Don’t you need a liquid for a flood?

Have you never experienced the primordial chaos incipient in an overcrowded kitchen terrorized by a single manic JiffyPop?

No, have you?

How could I ever forget that evening in mid-November when my formerly faithful Pepperpopper perplexingly opted to optimize the pops of the Kettle Corn by superpressurizing the purposeful pan into a seething, savage stream of salty snack food, inundating the domicile with dry, crunchy kernels of white waves of unbuttered flotsam and jetsam, sweeping away the furniture and pets, smashing through the supporting walls, uprooting the septic system and crushing the neighbor’s Porsche in a mad flurry of fiber-gone-wild?

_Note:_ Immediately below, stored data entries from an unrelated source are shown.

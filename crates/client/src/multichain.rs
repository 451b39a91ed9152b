//! Routing of calls, builds and submissions by chain id.

use crate::{ClientError, EthClient, EthRpc};
use alloy_primitives::{Address, Bytes, B256};
use alloy_rpc_types_eth::TransactionReceipt;
use relayer_primitives::{ChainId, NetworkKind};
use std::{collections::HashMap, sync::Arc};

/// A chain-routing error.
#[derive(Debug, thiserror::Error)]
pub enum RouteError {
    /// The chain is not in the supported set.
    #[error("unsupported chain {0}")]
    UnsupportedChain(ChainId),
}

/// The set of per-chain clients, keyed by chain id.
#[derive(Debug)]
pub struct MultiChain<T> {
    network: NetworkKind,
    chains: HashMap<ChainId, Arc<EthClient<T>>>,
}

impl<T: EthRpc> MultiChain<T> {
    /// Returns an empty set for the given network.
    pub fn new(network: NetworkKind) -> Self {
        Self { network, chains: HashMap::new() }
    }

    /// Registers a client.
    pub fn insert(&mut self, client: EthClient<T>) {
        self.chains.insert(client.id(), Arc::new(client));
    }

    /// The network this set serves.
    pub fn network(&self) -> NetworkKind {
        self.network
    }

    /// The client for `chain`, if supported.
    pub fn get(&self, chain: ChainId) -> Option<&Arc<EthClient<T>>> {
        self.chains.get(&chain)
    }

    /// The client for `chain`, or a routing error.
    pub fn try_get(&self, chain: ChainId) -> Result<&Arc<EthClient<T>>, RouteError> {
        self.get(chain).ok_or(RouteError::UnsupportedChain(chain))
    }

    /// The hub client.
    ///
    /// # Panics
    ///
    /// The hub client is registered at startup; its absence is a wiring bug.
    pub fn hub(&self) -> &Arc<EthClient<T>> {
        self.get(self.network.hub()).expect("hub client is registered at startup")
    }

    /// Every peripheral (non-hub) client, in chain-id order.
    pub fn peripherals(&self) -> Vec<&Arc<EthClient<T>>> {
        let mut peripherals: Vec<_> =
            self.chains.values().filter(|client| !client.is_hub()).collect();
        peripherals.sort_by_key(|client| client.id());
        peripherals
    }

    /// Every supported chain id, in order.
    pub fn chain_ids(&self) -> Vec<ChainId> {
        let mut ids: Vec<_> = self.chains.keys().copied().collect();
        ids.sort();
        ids
    }

    /// Routes a read-only call to `chain`.
    pub async fn world_call(
        &self,
        chain: ChainId,
        to: Address,
        data: Bytes,
    ) -> Result<Bytes, ClientError> {
        let client = self.try_get(chain).map_err(route_to_client)?;
        client.call(to, data).await
    }

    /// Routes a transaction build to `chain`.
    pub async fn world_build(
        &self,
        chain: ChainId,
        to: Address,
        data: Bytes,
        gas_multiplier: f64,
    ) -> Result<Vec<u8>, ClientError> {
        let client = self.try_get(chain).map_err(route_to_client)?;
        client.build_and_sign(to, data, gas_multiplier).await
    }

    /// Routes a raw submission to `chain`.
    pub async fn world_send(&self, chain: ChainId, raw: &[u8]) -> Result<B256, ClientError> {
        let client = self.try_get(chain).map_err(route_to_client)?;
        client.send_raw(raw).await
    }

    /// Routes a receipt lookup to `chain`.
    pub async fn world_receipt(
        &self,
        chain: ChainId,
        hash: B256,
    ) -> Result<Option<TransactionReceipt>, ClientError> {
        let client = self.try_get(chain).map_err(route_to_client)?;
        client.receipt(hash).await
    }
}

fn route_to_client(err: RouteError) -> ClientError {
    let RouteError::UnsupportedChain(chain) = err;
    ClientError::UnsupportedChain(chain.to_string())
}
//! ABI bindings for the contracts the relayer interacts with.
//!
//! The relayer treats every contract as an opaque callable endpoint: this
//! crate only carries the event and function encodings, plus small helpers
//! bridging between the generated types and the primitive forms used across
//! the workspace.

pub mod abi;

pub use abi::try_decode_log;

I don’t know, but have you?

Have I what?

Having read the results of using the dramatic Pepperpopper, may I suggest you refrain from using the Pressure Pepper Pot?

Wasn’t Val Kilmer in that one?

Didn’t he play the gauge?

Who’s engaged?

Who’s on first?

Isn’t Cecil first?

Aren’t we relying on you and those drones to advise us on the tough questions?

Do you have a high enough level clearance for me to answer that?

Can’t you determine this from the drone information?

Isn’t Cecil capable of leaping over buildings in a single bound?

Waitaminute…Cecil’s the one who ordered the drones to go on strike?